# [EXERCISE GOAL]
Each line with the string "points" is to be copied from the records below.

[Stored data entries]
——————————
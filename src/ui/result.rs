use ratatui::{
    prelude::*,
    widgets::{Block, Borders, Padding, Paragraph},
};

use crate::session::SessionController;

const PROMPT_PREVIEW_LENGTH: usize = 55;

pub fn render(frame: &mut Frame, area: Rect, session: &SessionController, scroll: usize) {
    let results = session.results();
    let score = results.iter().filter(|r| r.was_correct).count();
    let total = results.len();
    let percentage = calculate_percentage(score, total);
    let grade_color = get_grade_color(percentage);

    let chunks = Layout::vertical([
        Constraint::Length(1),
        Constraint::Length(6),
        Constraint::Fill(1),
        Constraint::Length(2),
    ])
    .margin(1)
    .split(area);

    render_score_summary(frame, chunks[1], session, score, total, percentage, grade_color);
    render_breakdown(frame, chunks[2], session, scroll);
    render_controls(frame, chunks[3]);
}

fn calculate_percentage(score: usize, total: usize) -> f64 {
    if total > 0 {
        (score as f64 / total as f64) * 100.0
    } else {
        0.0
    }
}

fn get_grade_color(percentage: f64) -> Color {
    match percentage as u32 {
        90..=100 => Color::Green,
        70..=89 => Color::Cyan,
        50..=69 => Color::Yellow,
        _ => Color::Red,
    }
}

fn render_score_summary(
    frame: &mut Frame,
    area: Rect,
    session: &SessionController,
    score: usize,
    total: usize,
    percentage: f64,
    grade_color: Color,
) {
    let topic = session
        .quiz()
        .map(|q| q.topic.as_str())
        .unwrap_or("RESULTS");

    let content = vec![
        Line::from(""),
        Line::from(Span::styled(
            topic.to_uppercase(),
            Style::default().fg(Color::Cyan).bold(),
        )),
        Line::from(""),
        Line::from(Span::styled(
            format!("{} / {}  ({:.0}%)", score, total, percentage),
            Style::default().fg(grade_color).bold(),
        )),
        Line::from(""),
    ];

    let widget = Paragraph::new(content).alignment(Alignment::Center).block(
        Block::default()
            .borders(Borders::BOTTOM)
            .border_style(Color::DarkGray),
    );
    frame.render_widget(widget, area);
}

fn render_breakdown(frame: &mut Frame, area: Rect, session: &SessionController, scroll: usize) {
    let questions = session.quiz().map(|q| q.questions.as_slice()).unwrap_or(&[]);

    let lines: Vec<Line> = session
        .results()
        .iter()
        .enumerate()
        .map(|(index, result)| {
            let (symbol, color) = if result.was_correct {
                ("+", Color::Green)
            } else {
                ("-", Color::Red)
            };
            let preview = questions
                .get(index)
                .map(|q| truncate_prompt(&q.prompt))
                .unwrap_or_default();

            Line::from(vec![
                Span::styled(format!(" {} ", symbol), Style::default().fg(color)),
                Span::styled(
                    format!("{:2}. ", index + 1),
                    Style::default().fg(Color::DarkGray),
                ),
                Span::styled(preview, Style::default().fg(Color::Gray)),
            ])
        })
        .collect();

    let widget = Paragraph::new(lines)
        .block(Block::default().padding(Padding::horizontal(1)))
        .scroll((scroll as u16, 0));
    frame.render_widget(widget, area);
}

fn truncate_prompt(text: &str) -> String {
    let char_count = text.chars().count();
    if char_count > PROMPT_PREVIEW_LENGTH {
        let truncated: String = text.chars().take(PROMPT_PREVIEW_LENGTH).collect();
        format!("{}...", truncated)
    } else {
        text.to_string()
    }
}

fn render_controls(frame: &mut Frame, area: Rect) {
    let widget = Paragraph::new("j/k scroll  ·  q quit")
        .alignment(Alignment::Center)
        .fg(Color::DarkGray);
    frame.render_widget(widget, area);
}
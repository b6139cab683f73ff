mod quiz;

pub use quiz::{Question, QuestionId, QuestionKind, QuestionResult, Quiz, QuizVariant};
use ratatui::{
    prelude::*,
    widgets::{Block, Borders, Paragraph, Wrap},
};

use crate::models::{QuestionKind, QuizVariant};
use crate::session::SessionController;

const OPTION_LABELS: [char; 8] = ['A', 'B', 'C', 'D', 'E', 'F', 'G', 'H'];

pub fn render(frame: &mut Frame, area: Rect, session: &SessionController) {
    let Some(question) = session.current_question() else {
        return;
    };
    let variant = session.variant().unwrap_or(QuizVariant::Normal);
    let chunks = layout(area);

    render_header(frame, chunks[0], session);

    let revealed = variant != QuizVariant::CardGame || session.card_revealed();
    if revealed {
        render_prompt(frame, chunks[1], &question.prompt);
    } else {
        render_card_back(frame, chunks[1]);
    }

    match variant {
        QuizVariant::BoardGame => render_board(frame, chunks[2], session),
        _ if question.kind == QuestionKind::Choice => {
            render_options(frame, chunks[2], &question.options, session.selected_option());
        }
        _ => render_input(frame, chunks[2], session.current_draft()),
    }

    render_controls(frame, chunks[3], variant, question.kind);
}

fn layout(area: Rect) -> std::rc::Rc<[Rect]> {
    Layout::vertical([
        Constraint::Length(1),
        Constraint::Length(3),
        Constraint::Fill(1),
        Constraint::Length(1),
    ])
    .margin(1)
    .split(area)
}

/// Screen rectangle of the letter grid, derived from the same layout the
/// renderer uses so pointer events can be hit-tested against it.
pub fn board_grid_rect(area: Rect, size: usize) -> Rect {
    let chunks = layout(area);
    center_grid(chunks[2], size)
}

/// Map a terminal coordinate to a grid cell index, if it falls on the
/// grid. Each cell is two columns wide and one row tall.
pub fn board_cell_at(grid: Rect, size: usize, column: u16, row: u16) -> Option<usize> {
    if column < grid.x || row < grid.y {
        return None;
    }
    let col = ((column - grid.x) / 2) as usize;
    let row = (row - grid.y) as usize;
    if col < size && row < size {
        Some(row * size + col)
    } else {
        None
    }
}

fn center_grid(area: Rect, size: usize) -> Rect {
    let width = (size as u16 * 2).min(area.width);
    let height = (size as u16).min(area.height);
    Rect {
        x: area.x + (area.width - width) / 2,
        y: area.y + (area.height - height) / 2,
        width,
        height,
    }
}

fn render_header(frame: &mut Frame, area: Rect, session: &SessionController) {
    let halves = Layout::horizontal([Constraint::Fill(1), Constraint::Length(8)]).split(area);

    let mut left = format!(
        "{}/{}",
        session.current_index() + 1,
        session.total_questions()
    );
    if let Some(question) = session.current_question() {
        if !question.category.is_empty() {
            left.push_str(&format!("  ·  {}", question.category));
        }
        if question.points > 0 {
            left.push_str(&format!("  ·  {} pts", question.points));
        }
    }
    frame.render_widget(Paragraph::new(left).fg(Color::DarkGray), halves[0]);

    if let Some(remaining) = session.remaining_secs() {
        let color = if remaining <= 5 {
            Color::Red
        } else {
            Color::DarkGray
        };
        let widget = Paragraph::new(format!("{}s", remaining))
            .alignment(Alignment::Right)
            .fg(color);
        frame.render_widget(widget, halves[1]);
    }
}

fn render_prompt(frame: &mut Frame, area: Rect, text: &str) {
    let widget = Paragraph::new(text)
        .wrap(Wrap { trim: true })
        .fg(Color::White)
        .bold();
    frame.render_widget(widget, area);
}

fn render_card_back(frame: &mut Frame, area: Rect) {
    let widget = Paragraph::new("· · ·  card face down  · · ·")
        .alignment(Alignment::Center)
        .fg(Color::DarkGray);
    frame.render_widget(widget, area);
}

fn render_options(frame: &mut Frame, area: Rect, options: &[String], selected: usize) {
    let mut lines: Vec<Line> = Vec::with_capacity(options.len() * 2);

    for (index, option) in options.iter().enumerate() {
        let is_selected = index == selected;
        let style = if is_selected {
            Style::default().fg(Color::Cyan).bold()
        } else {
            Style::default().fg(Color::Gray)
        };
        let marker = if is_selected { ">" } else { " " };
        let label = OPTION_LABELS.get(index).copied().unwrap_or('?');

        lines.push(Line::from(vec![
            Span::styled(format!(" {} ", marker), style),
            Span::styled(format!("{}. ", label), style),
            Span::styled(option.as_str(), style),
        ]));
        lines.push(Line::from(""));
    }

    frame.render_widget(Paragraph::new(lines), area);
}

fn render_input(frame: &mut Frame, area: Rect, draft: &str) {
    let lines = vec![
        Line::from(""),
        Line::from(vec![
            Span::styled("> ", Style::default().fg(Color::DarkGray)),
            Span::styled(draft, Style::default().fg(Color::Cyan).bold()),
            Span::styled("_", Style::default().fg(Color::DarkGray)),
        ]),
    ];
    let widget = Paragraph::new(lines).block(
        Block::default()
            .borders(Borders::TOP)
            .border_style(Color::DarkGray),
    );
    frame.render_widget(widget, area);
}

fn render_board(frame: &mut Frame, area: Rect, session: &SessionController) {
    let Some(board) = session.board() else {
        return;
    };
    let size = board.size();
    let grid_area = center_grid(area, size);

    let selected_style = Style::default().fg(Color::Black).bg(Color::Cyan).bold();
    let normal_style = Style::default().fg(Color::Gray);

    let mut lines: Vec<Line> = Vec::with_capacity(size);
    for row in 0..size {
        let mut spans = Vec::with_capacity(size);
        for col in 0..size {
            let index = row * size + col;
            let selected = session
                .selection()
                .is_some_and(|tracker| tracker.is_selected(index));
            let style = if selected { selected_style } else { normal_style };
            spans.push(Span::styled(format!("{} ", board.letter(index)), style));
        }
        lines.push(Line::from(spans));
    }
    frame.render_widget(Paragraph::new(lines), grid_area);

    // Committed candidate under the grid.
    let draft = session.current_draft();
    if !draft.is_empty() && grid_area.y + grid_area.height < area.y + area.height {
        let below = Rect {
            x: area.x,
            y: grid_area.y + grid_area.height,
            width: area.width,
            height: 1,
        };
        let widget = Paragraph::new(format!("found: {}", draft))
            .alignment(Alignment::Center)
            .fg(Color::Cyan);
        frame.render_widget(widget, below);
    }
}

fn render_controls(frame: &mut Frame, area: Rect, variant: QuizVariant, kind: QuestionKind) {
    let text = match (variant, kind) {
        (QuizVariant::BoardGame, _) => "drag to select  ·  enter submit  ·  esc quit",
        (QuizVariant::CardGame, QuestionKind::Choice) => {
            "tab flip  ·  j/k navigate  ·  enter submit  ·  left prev  ·  esc quit"
        }
        (QuizVariant::CardGame, QuestionKind::FreeText) => {
            "tab flip  ·  type answer  ·  enter submit  ·  left prev  ·  esc quit"
        }
        (_, QuestionKind::Choice) => "j/k navigate  ·  enter submit  ·  left prev  ·  esc quit",
        (_, QuestionKind::FreeText) => "type answer  ·  enter submit  ·  left prev  ·  esc quit",
    };
    let widget = Paragraph::new(text)
        .alignment(Alignment::Center)
        .fg(Color::DarkGray);
    frame.render_widget(widget, area);
}

#[cfg(test)]
mod tests {
    use super::*;

    #[test]
    fn test_cell_hit_testing_round_trips() {
        let grid = Rect::new(10, 5, 20, 10);
        let size = 10;

        assert_eq!(board_cell_at(grid, size, 10, 5), Some(0));
        assert_eq!(board_cell_at(grid, size, 11, 5), Some(0)); // trailing space column
        assert_eq!(board_cell_at(grid, size, 12, 5), Some(1));
        assert_eq!(board_cell_at(grid, size, 10, 6), Some(size));
        assert_eq!(board_cell_at(grid, size, 29, 14), Some(99));
        assert_eq!(board_cell_at(grid, size, 9, 5), None);
        assert_eq!(board_cell_at(grid, size, 10, 15), None);
        assert_eq!(board_cell_at(grid, size, 30, 5), None);
    }

    #[test]
    fn test_grid_rect_is_stable_for_same_area() {
        let area = Rect::new(0, 0, 80, 24);
        assert_eq!(board_grid_rect(area, 10), board_grid_rect(area, 10));
    }
}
——————————
# [ANSWER SECTION]
        if question.points > 0 {
            left.push_str(&format!("  ·  {} pts", question.points));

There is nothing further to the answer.